**Exercise details:** Each line of the entries below that holds "impl" is needed, copied in full.

**Input data:**

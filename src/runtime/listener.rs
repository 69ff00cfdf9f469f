//! Listening sockets, accepted streams and peer addresses.
//!
//! TCP and UDP sockets are built with socket2 so address reuse and
//! `SO_REUSEPORT` can be set before bind, then handed to mio. Unix sockets
//! go straight through mio.

use crate::error::Error;
use crate::options::Network;
use mio::event::Source;
use mio::net::{TcpListener, TcpStream, UdpSocket};
#[cfg(unix)]
use mio::net::{UnixListener, UnixStream};
use mio::{Interest, Registry, Token};
use std::fmt;
use std::io::{self, Read, Write};
use std::net::{SocketAddr, ToSocketAddrs};
use std::path::PathBuf;
use std::sync::Arc;
use std::time::Duration;
use tracing::debug;

const LISTEN_BACKLOG: i32 = 1024;

/// Address of either end of a connection.
#[derive(Debug, Clone, PartialEq, Eq, Hash)]
pub enum SockAddr {
    Inet(SocketAddr),
    /// Unix domain socket path; `None` for an unnamed peer.
    Unix(Option<PathBuf>),
}

impl SockAddr {
    /// IP socket address, if this is one.
    pub fn as_inet(&self) -> Option<SocketAddr> {
        match self {
            SockAddr::Inet(addr) => Some(*addr),
            SockAddr::Unix(_) => None,
        }
    }
}

impl fmt::Display for SockAddr {
    fn fmt(&self, f: &mut fmt::Formatter<'_>) -> fmt::Result {
        match self {
            SockAddr::Inet(addr) => write!(f, "{addr}"),
            SockAddr::Unix(Some(path)) => write!(f, "{}", path.display()),
            SockAddr::Unix(None) => f.write_str("@"),
        }
    }
}

impl From<SocketAddr> for SockAddr {
    fn from(addr: SocketAddr) -> Self {
        SockAddr::Inet(addr)
    }
}

#[cfg(unix)]
fn unix_addr(addr: &std::os::unix::net::SocketAddr) -> SockAddr {
    SockAddr::Unix(addr.as_pathname().map(|p| p.to_path_buf()))
}

/// An accepted stream connection.
#[derive(Debug)]
pub(crate) enum Stream {
    Tcp(TcpStream),
    #[cfg(unix)]
    Unix(UnixStream),
}

impl Stream {
    pub fn local_addr(&self) -> io::Result<SockAddr> {
        match self {
            Stream::Tcp(s) => s.local_addr().map(SockAddr::Inet),
            #[cfg(unix)]
            Stream::Unix(s) => s.local_addr().map(|a| unix_addr(&a)),
        }
    }

    pub fn take_error(&self) -> io::Result<Option<io::Error>> {
        match self {
            Stream::Tcp(s) => s.take_error(),
            #[cfg(unix)]
            Stream::Unix(s) => s.take_error(),
        }
    }

    /// Enable TCP keep-alive probes; a no-op for unix streams.
    pub fn set_keepalive(&self, period: Duration) -> io::Result<()> {
        match self {
            Stream::Tcp(s) => {
                let keepalive = socket2::TcpKeepalive::new().with_time(period);
                #[cfg(any(
                    target_os = "linux",
                    target_os = "android",
                    target_os = "macos",
                    target_os = "freebsd",
                    target_os = "netbsd",
                    target_os = "windows"
                ))]
                let keepalive = keepalive.with_interval(period);
                socket2::SockRef::from(s).set_tcp_keepalive(&keepalive)
            }
            #[cfg(unix)]
            Stream::Unix(_) => Ok(()),
        }
    }
}

impl Read for Stream {
    fn read(&mut self, buf: &mut [u8]) -> io::Result<usize> {
        match self {
            Stream::Tcp(s) => s.read(buf),
            #[cfg(unix)]
            Stream::Unix(s) => s.read(buf),
        }
    }
}

impl Write for Stream {
    fn write(&mut self, buf: &[u8]) -> io::Result<usize> {
        match self {
            Stream::Tcp(s) => s.write(buf),
            #[cfg(unix)]
            Stream::Unix(s) => s.write(buf),
        }
    }

    fn write_vectored(&mut self, bufs: &[io::IoSlice<'_>]) -> io::Result<usize> {
        match self {
            Stream::Tcp(s) => s.write_vectored(bufs),
            #[cfg(unix)]
            Stream::Unix(s) => s.write_vectored(bufs),
        }
    }

    fn flush(&mut self) -> io::Result<()> {
        match self {
            Stream::Tcp(s) => s.flush(),
            #[cfg(unix)]
            Stream::Unix(s) => s.flush(),
        }
    }
}

impl Source for Stream {
    fn register(&mut self, registry: &Registry, token: Token, interests: Interest) -> io::Result<()> {
        match self {
            Stream::Tcp(s) => s.register(registry, token, interests),
            #[cfg(unix)]
            Stream::Unix(s) => s.register(registry, token, interests),
        }
    }

    fn reregister(
        &mut self,
        registry: &Registry,
        token: Token,
        interests: Interest,
    ) -> io::Result<()> {
        match self {
            Stream::Tcp(s) => s.reregister(registry, token, interests),
            #[cfg(unix)]
            Stream::Unix(s) => s.reregister(registry, token, interests),
        }
    }

    fn deregister(&mut self, registry: &Registry) -> io::Result<()> {
        match self {
            Stream::Tcp(s) => s.deregister(registry),
            #[cfg(unix)]
            Stream::Unix(s) => s.deregister(registry),
        }
    }
}

/// UDP endpoint: the mio half is polled, the std half sends replies.
#[derive(Debug)]
pub(crate) struct DatagramSocket {
    pub socket: UdpSocket,
    pub sender: Arc<std::net::UdpSocket>,
}

/// A bound listening endpoint.
#[derive(Debug)]
pub(crate) enum Listener {
    Tcp(TcpListener),
    Udp(DatagramSocket),
    #[cfg(unix)]
    Unix {
        listener: UnixListener,
        /// Socket file to remove when this listener goes away.
        path: Option<PathBuf>,
    },
}

impl Listener {
    /// Bind `addr` for `network`.
    ///
    /// `addr` is the scheme-less part of the listen address. With
    /// `reuse_port`, several listeners may bind the same TCP or UDP address
    /// and the kernel spreads traffic between them.
    pub fn bind(network: Network, addr: &str, reuse_port: bool) -> Result<Self, Error> {
        match network {
            Network::Tcp => {
                let sock_addr = resolve(addr)?;
                let socket = bind_socket(sock_addr, socket2::Type::STREAM, reuse_port)
                    .map_err(|source| bind_error(addr, source))?;
                socket
                    .listen(LISTEN_BACKLOG)
                    .map_err(|source| bind_error(addr, source))?;
                let std_listener: std::net::TcpListener = socket.into();
                Ok(Listener::Tcp(TcpListener::from_std(std_listener)))
            }
            Network::Udp => {
                let sock_addr = resolve(addr)?;
                let socket = bind_socket(sock_addr, socket2::Type::DGRAM, reuse_port)
                    .map_err(|source| bind_error(addr, source))?;
                let std_socket: std::net::UdpSocket = socket.into();
                Self::from_std_udp(std_socket).map_err(|source| bind_error(addr, source))
            }
            #[cfg(unix)]
            Network::Unix => {
                if reuse_port {
                    debug!("reuse_port has no effect on unix sockets");
                }
                let listener =
                    UnixListener::bind(addr).map_err(|source| bind_error(addr, source))?;
                Ok(Listener::Unix {
                    listener,
                    path: Some(PathBuf::from(addr)),
                })
            }
            #[cfg(not(unix))]
            Network::Unix => Err(Error::UnsupportedPlatform("unix domain sockets")),
        }
    }

    fn from_std_udp(socket: std::net::UdpSocket) -> io::Result<Self> {
        let sender = Arc::new(socket.try_clone()?);
        Ok(Listener::Udp(DatagramSocket {
            socket: UdpSocket::from_std(socket),
            sender,
        }))
    }

    /// Another handle to the same UDP socket, for sharing between loops.
    pub fn try_clone_datagram(&self) -> io::Result<Self> {
        match self {
            Listener::Udp(dgram) => Self::from_std_udp(dgram.sender.try_clone()?),
            _ => Err(io::Error::new(
                io::ErrorKind::Unsupported,
                "only datagram sockets are shared between loops",
            )),
        }
    }

    pub fn local_addr(&self) -> io::Result<SockAddr> {
        match self {
            Listener::Tcp(l) => l.local_addr().map(SockAddr::Inet),
            Listener::Udp(d) => d.socket.local_addr().map(SockAddr::Inet),
            #[cfg(unix)]
            Listener::Unix { listener, .. } => listener.local_addr().map(|a| unix_addr(&a)),
        }
    }

    /// Accept one pending stream. `WouldBlock` once the backlog is empty.
    pub fn accept(&self) -> io::Result<(Stream, SockAddr)> {
        match self {
            Listener::Tcp(l) => {
                let (stream, peer) = l.accept()?;
                Ok((Stream::Tcp(stream), SockAddr::Inet(peer)))
            }
            #[cfg(unix)]
            Listener::Unix { listener, .. } => {
                let (stream, peer) = listener.accept()?;
                Ok((Stream::Unix(stream), unix_addr(&peer)))
            }
            Listener::Udp(_) => Err(io::Error::new(
                io::ErrorKind::Unsupported,
                "accept on a datagram socket",
            )),
        }
    }

    pub fn source(&mut self) -> &mut dyn Source {
        match self {
            Listener::Tcp(l) => l,
            Listener::Udp(d) => &mut d.socket,
            #[cfg(unix)]
            Listener::Unix { listener, .. } => listener,
        }
    }
}

#[cfg(unix)]
impl Drop for Listener {
    fn drop(&mut self) {
        if let Listener::Unix {
            path: Some(path), ..
        } = self
        {
            if let Err(e) = std::fs::remove_file(&*path) {
                debug!(path = %path.display(), error = %e, "Failed to remove socket file");
            }
        }
    }
}

fn resolve(addr: &str) -> Result<SocketAddr, Error> {
    let invalid = |reason: String| Error::InvalidAddress {
        addr: addr.to_string(),
        reason,
    };
    addr.to_socket_addrs()
        .map_err(|e| invalid(e.to_string()))?
        .next()
        .ok_or_else(|| invalid("no addresses resolved".to_string()))
}

fn bind_error(addr: &str, source: io::Error) -> Error {
    Error::Bind {
        addr: addr.to_string(),
        source,
    }
}

/// Create a non-blocking TCP or UDP socket bound to `addr`.
fn bind_socket(
    addr: SocketAddr,
    ty: socket2::Type,
    reuse_port: bool,
) -> io::Result<socket2::Socket> {
    let domain = match addr {
        SocketAddr::V4(_) => socket2::Domain::IPV4,
        SocketAddr::V6(_) => socket2::Domain::IPV6,
    };
    let protocol = if ty == socket2::Type::STREAM {
        socket2::Protocol::TCP
    } else {
        socket2::Protocol::UDP
    };
    let socket = socket2::Socket::new(domain, ty, Some(protocol))?;

    if reuse_port {
        set_reuse_port(&socket)?;
    }
    socket.set_reuse_address(true)?;
    socket.set_nonblocking(true)?;
    socket.bind(&addr.into())?;
    Ok(socket)
}

#[cfg(all(unix, not(any(target_os = "solaris", target_os = "illumos"))))]
fn set_reuse_port(socket: &socket2::Socket) -> io::Result<()> {
    socket.set_reuse_port(true)
}

#[cfg(not(all(unix, not(any(target_os = "solaris", target_os = "illumos")))))]
fn set_reuse_port(_socket: &socket2::Socket) -> io::Result<()> {
    Err(io::Error::new(
        io::ErrorKind::Unsupported,
        "SO_REUSEPORT is not supported on this platform",
    ))
}

/// Whether per-loop listeners can share one port on this platform.
pub(crate) fn reuse_port_supported() -> bool {
    cfg!(all(unix, not(any(target_os = "solaris", target_os = "illumos"))))
}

**Final answer:**
impl SockAddr {
impl fmt::Display for SockAddr {
impl From<SocketAddr> for SockAddr {
impl Stream {
impl Read for Stream {
impl Write for Stream {
impl Source for Stream {
impl Listener {
impl Drop for Listener {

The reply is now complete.